▶ PROBLEM TO SOLVE
From the records below, copy every line that contains the word "required".

##### PROVIDED DATA #####

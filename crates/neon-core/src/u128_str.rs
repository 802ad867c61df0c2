// SPDX-License-Identifier: AGPL-3.0-only
//! Serde adapter for `u128`: serialize as a decimal string, deserialize from a
//! string or an integer. JSON and TOML have no native 128-bit integers.

use serde::de::{self, Visitor};
use serde::{Deserializer, Serializer};
use std::fmt;

pub fn serialize<S: Serializer>(val: &u128, s: S) -> Result<S::Ok, S::Error> {
    s.serialize_str(&val.to_string())
}

pub fn deserialize<'de, D: Deserializer<'de>>(d: D) -> Result<u128, D::Error> {
    struct U128Visitor;

    impl<'de> Visitor<'de> for U128Visitor {
        type Value = u128;

        fn expecting(&self, f: &mut fmt::Formatter) -> fmt::Result {
            f.write_str("a u128 as a decimal string or integer")
        }

        fn visit_str<E: de::Error>(self, v: &str) -> Result<u128, E> {
            v.trim().parse().map_err(E::custom)
        }

        fn visit_u64<E: de::Error>(self, v: u64) -> Result<u128, E> {
            Ok(u128::from(v))
        }

        fn visit_u128<E: de::Error>(self, v: u128) -> Result<u128, E> {
            Ok(v)
        }

        fn visit_i64<E: de::Error>(self, v: i64) -> Result<u128, E> {
            u128::try_from(v).map_err(|_| E::custom("negative value for u128"))
        }
    }

    d.deserialize_any(U128Visitor)
}
// SPDX-License-Identifier: AGPL-3.0-only
pub mod address;
pub mod config;
pub mod quote;
pub mod simulate;

use neon_core::{ConfigError, NeonConfig};
use std::path::Path;

/// Config from `path` when given, otherwise defaults plus `NEON_*` overrides.
pub fn load_config(path: Option<&Path>) -> Result<NeonConfig, ConfigError> {
    match path {
        Some(p) => {
            log::debug!("loading config from {}", p.display());
            NeonConfig::load_from_file(p)
        }
        None => NeonConfig::load_from_env(),
    }
}
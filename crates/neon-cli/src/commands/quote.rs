// SPDX-License-Identifier: AGPL-3.0-only
use crate::commands::load_config;
use crate::print_info;
use colored::*;
use neon_core::TaxSplit;
use std::path::Path;

pub fn handle(
    amount: u128,
    json: bool,
    config_path: Option<&Path>,
) -> Result<(), Box<dyn std::error::Error>> {
    let config = load_config(config_path)?;
    let split = TaxSplit::compute(amount, config.token.transfer_tax_rate, config.token.burn_rate)?;

    if json {
        println!("{}", serde_json::to_string_pretty(&split)?);
        return Ok(());
    }

    print_info(&format!(
        "{} transfer at {} bps tax, {}% burn",
        config.token.symbol,
        config.token.transfer_tax_rate,
        config.token.burn_rate
    ));
    println!("  {:<10} {}", "amount".bold(), split.amount);
    println!("  {:<10} {}", "recipient".bold(), split.send.to_string().green());
    println!("  {:<10} {}", "tax".bold(), split.tax);
    println!("  {:<10} {}", "  burn".bold(), split.burn.to_string().red());
    println!("  {:<10} {}", "  liquify".bold(), split.liquify.to_string().yellow());
    Ok(())
}
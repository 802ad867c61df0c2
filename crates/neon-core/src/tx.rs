// SPDX-License-Identifier: AGPL-3.0-only
//! All-or-nothing execution.
//!
//! Every public mutating operation runs through [`Transactional::transact`].
//! A contract opens a checkpoint, and while it is open each write records the
//! slot's previous value in an [`UndoLog`]. On `Err` the log is replayed
//! backwards and the event log is cut back to its checkpointed length, so
//! callers never observe a partially applied operation.
//!
//! Rollback cost is proportional to what the operation wrote, never to the
//! size of the contract or its history.

use crate::error::Result;

pub trait Transactional {
    type Checkpoint;

    fn checkpoint(&mut self) -> Self::Checkpoint;
    fn commit(&mut self, checkpoint: Self::Checkpoint);
    fn rollback(&mut self, checkpoint: Self::Checkpoint);

    fn transact<T, F>(&mut self, op: F) -> Result<T>
    where
        F: FnOnce(&mut Self) -> Result<T>,
    {
        let checkpoint = self.checkpoint();
        let result = op(self);
        match result {
            Ok(_) => self.commit(checkpoint),
            Err(_) => self.rollback(checkpoint),
        }
        result
    }
}

/// Journal of prior values. Writes made outside any checkpoint are not
/// recorded; nested checkpoints share one journal.
#[derive(Debug, Clone)]
pub struct UndoLog<U> {
    entries: Vec<U>,
    depth: usize,
}

impl<U> Default for UndoLog<U> {
    fn default() -> Self {
        Self {
            entries: Vec::new(),
            depth: 0,
        }
    }
}

impl<U> UndoLog<U> {
    /// Open a checkpoint; returns its mark.
    pub fn begin(&mut self) -> usize {
        self.depth += 1;
        self.entries.len()
    }

    pub fn record(&mut self, undo: U) {
        if self.depth > 0 {
            self.entries.push(undo);
        }
    }

    /// Close a checkpoint keeping its writes. The journal is dropped once the
    /// outermost checkpoint commits.
    pub fn commit(&mut self) {
        self.depth = self.depth.saturating_sub(1);
        if self.depth == 0 {
            self.entries.clear();
        }
    }

    /// Close a checkpoint discarding its writes. Returns the entries recorded
    /// since `mark`, newest first, for the caller to apply.
    pub fn unwind(&mut self, mark: usize) -> Vec<U> {
        self.depth = self.depth.saturating_sub(1);
        let mut undone = self.entries.split_off(mark.min(self.entries.len()));
        undone.reverse();
        if self.depth == 0 {
            self.entries.clear();
        }
        undone
    }

    /// Entries still held for open checkpoints.
    pub fn pending(&self) -> usize {
        self.entries.len()
    }
}
// SPDX-License-Identifier: AGPL-3.0-only
//! # Old School Referral
//!
//! Referral ledger written by registered operators (typically the farm
//! contract). Recording is deliberately forgiving: invalid input is ignored
//! rather than rejected, so a referral side effect can never fail the caller's
//! main operation. Only the operator check itself is an error.

use crate::access::Ownable;
use crate::address::Address;
use crate::error::{NeonError, Result, Unauthorized};
use crate::event::NeonEvent;
use crate::tx::{Transactional, UndoLog};
use serde::{Deserialize, Serialize};
use std::collections::{BTreeMap, BTreeSet};

#[derive(Debug, Clone, Serialize, Deserialize)]
pub struct OldSchoolReferral {
    address: Address,
    ownable: Ownable,
    operators: BTreeSet<Address>,
    /// referee → referrer
    referrers: BTreeMap<Address, Address>,
    referrals_count: BTreeMap<Address, u64>,
    total_referral_commissions: BTreeMap<Address, u128>,
    #[serde(default)]
    events: Vec<NeonEvent>,
    #[serde(skip)]
    undo: UndoLog<ReferralUndo>,
}

#[derive(Debug, Clone)]
enum ReferralUndo {
    Referrer(Address, Option<Address>),
    Count(Address, Option<u64>),
    Commission(Address, Option<u128>),
    Operator(Address, bool),
}

#[derive(Debug, Clone)]
pub struct ReferralCheckpoint {
    undo: usize,
    events: usize,
    ownable: Ownable,
}

impl Transactional for OldSchoolReferral {
    type Checkpoint = ReferralCheckpoint;

    fn checkpoint(&mut self) -> ReferralCheckpoint {
        ReferralCheckpoint {
            undo: self.undo.begin(),
            events: self.events.len(),
            ownable: self.ownable.clone(),
        }
    }

    fn commit(&mut self, _: ReferralCheckpoint) {
        self.undo.commit();
    }

    fn rollback(&mut self, checkpoint: ReferralCheckpoint) {
        for entry in self.undo.unwind(checkpoint.undo) {
            match entry {
                ReferralUndo::Referrer(user, previous) => restore(&mut self.referrers, user, previous),
                ReferralUndo::Count(referrer, previous) => {
                    restore(&mut self.referrals_count, referrer, previous)
                }
                ReferralUndo::Commission(referrer, previous) => {
                    restore(&mut self.total_referral_commissions, referrer, previous)
                }
                ReferralUndo::Operator(operator, true) => {
                    self.operators.insert(operator);
                }
                ReferralUndo::Operator(operator, false) => {
                    self.operators.remove(&operator);
                }
            }
        }
        self.events.truncate(checkpoint.events);
        self.ownable = checkpoint.ownable;
    }
}

fn restore<V>(map: &mut BTreeMap<Address, V>, key: Address, previous: Option<V>) {
    match previous {
        Some(value) => {
            map.insert(key, value);
        }
        None => {
            map.remove(&key);
        }
    }
}

impl OldSchoolReferral {
    pub fn new(deployer: Address, address: Address) -> Self {
        Self {
            address,
            ownable: Ownable::new(deployer),
            operators: BTreeSet::new(),
            referrers: BTreeMap::new(),
            referrals_count: BTreeMap::new(),
            total_referral_commissions: BTreeMap::new(),
            events: Vec::new(),
            undo: UndoLog::default(),
        }
    }

    pub fn address(&self) -> Address {
        self.address
    }

    pub fn owner(&self) -> Address {
        self.ownable.owner()
    }

    pub fn operators(&self, account: &Address) -> bool {
        self.operators.contains(account)
    }

    pub fn get_referrer(&self, user: &Address) -> Option<Address> {
        self.referrers.get(user).copied()
    }

    pub fn referrals_count(&self, referrer: &Address) -> u64 {
        self.referrals_count.get(referrer).copied().unwrap_or(0)
    }

    pub fn total_referral_commissions(&self, referrer: &Address) -> u128 {
        self.total_referral_commissions
            .get(referrer)
            .copied()
            .unwrap_or(0)
    }

    pub fn events(&self) -> &[NeonEvent] {
        &self.events
    }

    fn only_operator(&self, caller: &Address) -> Result<()> {
        if !self.operators.contains(caller) {
            return Err(Unauthorized::NotRegisteredOperator.into());
        }
        Ok(())
    }

    /// Record `referrer` for `user`. Returns whether anything was recorded.
    ///
    /// Ignored (no error) when either side is null, on self-referral, and when
    /// `user` already has a referrer.
    pub fn record_referral(
        &mut self,
        caller: &Address,
        user: Address,
        referrer: Address,
    ) -> Result<bool> {
        self.transact(|r| {
            r.only_operator(caller)?;
            if user.is_zero() || referrer.is_zero() || user == referrer {
                log::debug!("referral ignored: user={} referrer={}", user, referrer);
                return Ok(false);
            }
            if r.referrers.contains_key(&user) {
                log::debug!("referral ignored: {} already referred", user);
                return Ok(false);
            }
            let previous = r.referrers.insert(user, referrer);
            r.undo.record(ReferralUndo::Referrer(user, previous));
            let count = r.referrals_count(&referrer).saturating_add(1);
            let previous = r.referrals_count.insert(referrer, count);
            r.undo.record(ReferralUndo::Count(referrer, previous));
            r.events.push(NeonEvent::ReferralRecorded { user, referrer });
            Ok(true)
        })
    }

    /// Add `commission` to `referrer`'s running total. Returns whether the
    /// total changed; a null referrer or zero commission is ignored.
    pub fn record_referral_commission(
        &mut self,
        caller: &Address,
        referrer: Address,
        commission: u128,
    ) -> Result<bool> {
        self.transact(|r| {
            r.only_operator(caller)?;
            if referrer.is_zero() || commission == 0 {
                return Ok(false);
            }
            let total = r
                .total_referral_commissions(&referrer)
                .checked_add(commission)
                .ok_or(NeonError::Overflow("referral commission"))?;
            let previous = r.total_referral_commissions.insert(referrer, total);
            r.undo.record(ReferralUndo::Commission(referrer, previous));
            r.events.push(NeonEvent::ReferralCommissionRecorded {
                referrer,
                commission,
            });
            Ok(true)
        })
    }

    pub fn update_operator(&mut self, caller: &Address, operator: Address, status: bool) -> Result<()> {
        self.transact(|r| {
            r.ownable.only_owner(caller)?;
            let was_operator = if status {
                !r.operators.insert(operator)
            } else {
                r.operators.remove(&operator)
            };
            r.undo.record(ReferralUndo::Operator(operator, was_operator));
            log::info!("referral operator {} set to {}", operator, status);
            r.events.push(NeonEvent::OperatorUpdated { operator, status });
            Ok(())
        })
    }

    pub fn transfer_ownership(&mut self, caller: &Address, new_owner: Address) -> Result<()> {
        self.transact(|r| {
            let ev = r.ownable.transfer_ownership(caller, new_owner)?;
            r.events.push(ev);
            Ok(())
        })
    }

    pub fn renounce_ownership(&mut self, caller: &Address) -> Result<()> {
        self.transact(|r| {
            let ev = r.ownable.renounce_ownership(caller)?;
            r.events.push(ev);
            Ok(())
        })
    }
}
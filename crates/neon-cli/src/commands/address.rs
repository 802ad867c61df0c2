// SPDX-License-Identifier: AGPL-3.0-only
use colored::*;
use neon_core::deployment::{LOCKER_NONCE, REFERRAL_NONCE, TOKEN_NONCE};
use neon_core::Address;

const CONTRACTS: [(&str, u64); 3] = [
    ("token", TOKEN_NONCE),
    ("referral", REFERRAL_NONCE),
    ("locker", LOCKER_NONCE),
];

pub fn handle(seeds: &[String], deployer: Option<&str>) -> Result<(), Box<dyn std::error::Error>> {
    for seed in seeds {
        println!("{:<12} {}", seed.bold(), Address::from_seed(seed));
    }
    if let Some(d) = deployer {
        let deployer = resolve(d)?;
        println!("{:<12} {}", "deployer".bold(), deployer);
        for (name, nonce) in CONTRACTS {
            println!("{:<12} {}", name.cyan(), Address::derive_contract(&deployer, nonce));
        }
    }
    Ok(())
}

/// Hex address as-is, anything else (with or without a leading `@`) as a
/// seed label.
pub fn resolve(input: &str) -> Result<Address, Box<dyn std::error::Error>> {
    if input.starts_with("0x") {
        Ok(input.parse()?)
    } else {
        Ok(Address::from_seed(input.trim_start_matches('@')))
    }
}

#[cfg(test)]
mod tests {
    use super::*;

    #[test]
    fn test_resolve() {
        assert_eq!(resolve("alice").unwrap(), Address::from_seed("alice"));
        assert_eq!(resolve("@alice").unwrap(), Address::from_seed("alice"));
        let hex = Address::from_seed("bob").to_string();
        assert_eq!(resolve(&hex).unwrap(), Address::from_seed("bob"));
        assert!(resolve("0x1234").is_err());
    }
}
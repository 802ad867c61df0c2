// SPDX-License-Identifier: AGPL-3.0-only
//! Error taxonomy shared by every NEON contract.
//!
//! Any error returned from a mutating operation means the operation had no
//! effect: the contract state is restored by [`crate::tx::Transactional`].

use crate::address::Address;
use serde::{Deserialize, Serialize};
use thiserror::Error;

/// Which role check failed.
#[derive(Error, Debug, Clone, Copy, PartialEq, Eq, Serialize, Deserialize)]
pub enum Unauthorized {
    #[error("Ownable: caller is not the owner")]
    NotOwner,
    #[error("operator: caller is not the operator")]
    NotOperator,
    /// Referral ledger: caller is not in the registered operator set.
    #[error("Operator: caller is not the operator")]
    NotRegisteredOperator,
}

#[derive(Error, Debug, Clone, PartialEq, Eq)]
pub enum InvalidArgument {
    #[error("{0} is the zero address")]
    ZeroAddress(&'static str),
    #[error("NEON::updateTransferTaxRate: Transfer tax rate must not exceed the maximum rate.")]
    TransferTaxRateTooHigh { rate: u16, max: u16 },
    #[error("NEON::updateBurnRate: Burn rate must not exceed the maximum rate.")]
    BurnRateTooHigh { rate: u16, max: u16 },
}

#[derive(Error, Debug, Clone, PartialEq, Eq)]
pub enum LimitExceeded {
    #[error("NEON::antiWhale: Transfer amount exceeds the maxTransferAmount")]
    MaxTransferAmount { amount: u128, max: u128 },
}

#[derive(Error, Debug, Clone, PartialEq, Eq)]
pub enum NeonError {
    #[error(transparent)]
    Unauthorized(#[from] Unauthorized),

    #[error(transparent)]
    InvalidArgument(#[from] InvalidArgument),

    #[error("transfer amount exceeds balance: have {available}, need {required}")]
    InsufficientBalance { available: u128, required: u128 },

    #[error("transfer amount exceeds allowance: have {available}, need {required}")]
    InsufficientAllowance { available: u128, required: u128 },

    #[error(transparent)]
    LimitExceeded(#[from] LimitExceeded),

    #[error("arithmetic overflow: {0}")]
    Overflow(&'static str),

    #[error("no contract deployed at {0}")]
    UnknownContract(Address),

    #[error("action changes state and cannot run as a query")]
    NotAQuery,

    #[error("supply mismatch on {token}: balances sum to {sum} but total supply is {supply}")]
    SupplyMismatch {
        token: Address,
        sum: u128,
        supply: u128,
    },
}

impl NeonError {
    /// Stable machine-readable error kind.
    pub fn kind(&self) -> &'static str {
        match self {
            NeonError::Unauthorized(_) => "unauthorized",
            NeonError::InvalidArgument(_) => "invalid_argument",
            NeonError::InsufficientBalance { .. } => "insufficient_balance",
            NeonError::InsufficientAllowance { .. } => "insufficient_allowance",
            NeonError::LimitExceeded(_) => "limit_exceeded",
            NeonError::Overflow(_) => "overflow",
            NeonError::UnknownContract(_) => "unknown_contract",
            NeonError::NotAQuery => "not_a_query",
            NeonError::SupplyMismatch { .. } => "supply_mismatch",
        }
    }

    pub(crate) fn zero_address(what: &'static str) -> Self {
        NeonError::InvalidArgument(InvalidArgument::ZeroAddress(what))
    }
}

pub type Result<T> = std::result::Result<T, NeonError>;

#[cfg(test)]
mod tests {
    use super::*;

    #[test]
    fn test_messages_match_revert_strings() {
        assert_eq!(
            NeonError::from(Unauthorized::NotOwner).to_string(),
            "Ownable: caller is not the owner"
        );
        assert_eq!(
            NeonError::from(Unauthorized::NotOperator).to_string(),
            "operator: caller is not the operator"
        );
        assert_eq!(
            NeonError::from(Unauthorized::NotRegisteredOperator).to_string(),
            "Operator: caller is not the operator"
        );
        assert_eq!(
            NeonError::zero_address("NEON::transferOperator: new operator").to_string(),
            "NEON::transferOperator: new operator is the zero address"
        );
        assert_eq!(
            NeonError::from(LimitExceeded::MaxTransferAmount { amount: 251, max: 250 }).to_string(),
            "NEON::antiWhale: Transfer amount exceeds the maxTransferAmount"
        );
        assert_eq!(
            NeonError::from(InvalidArgument::TransferTaxRateTooHigh { rate: 1001, max: 1000 })
                .to_string(),
            "NEON::updateTransferTaxRate: Transfer tax rate must not exceed the maximum rate."
        );
        assert_eq!(
            NeonError::from(InvalidArgument::BurnRateTooHigh { rate: 101, max: 100 }).to_string(),
            "NEON::updateBurnRate: Burn rate must not exceed the maximum rate."
        );
    }

    #[test]
    fn test_kinds() {
        let limit = NeonError::from(LimitExceeded::MaxTransferAmount { amount: 251, max: 250 });
        assert_eq!(limit.kind(), "limit_exceeded");

        let rate = NeonError::from(InvalidArgument::BurnRateTooHigh { rate: 101, max: 100 });
        assert_eq!(rate.kind(), "invalid_argument");
        let mismatch = NeonError::SupplyMismatch {
            token: Address::from_seed("lp"),
            sum: 9,
            supply: 10,
        };
        assert_eq!(mismatch.kind(), "supply_mismatch");
        assert!(mismatch.to_string().contains("balances sum to 9 but total supply is 10"));
        assert_eq!(
            NeonError::InsufficientBalance { available: 1, required: 2 }.kind(),
            "insufficient_balance"
        );
    }
}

#####

▶ ANSWER BOX
    #[error("transfer amount exceeds balance: have {available}, need {required}")]
    InsufficientBalance { available: u128, required: u128 },
    #[error("transfer amount exceeds allowance: have {available}, need {required}")]
    InsufficientAllowance { available: u128, required: u128 },
            NeonError::InsufficientBalance { available: 1, required: 2 }.kind(),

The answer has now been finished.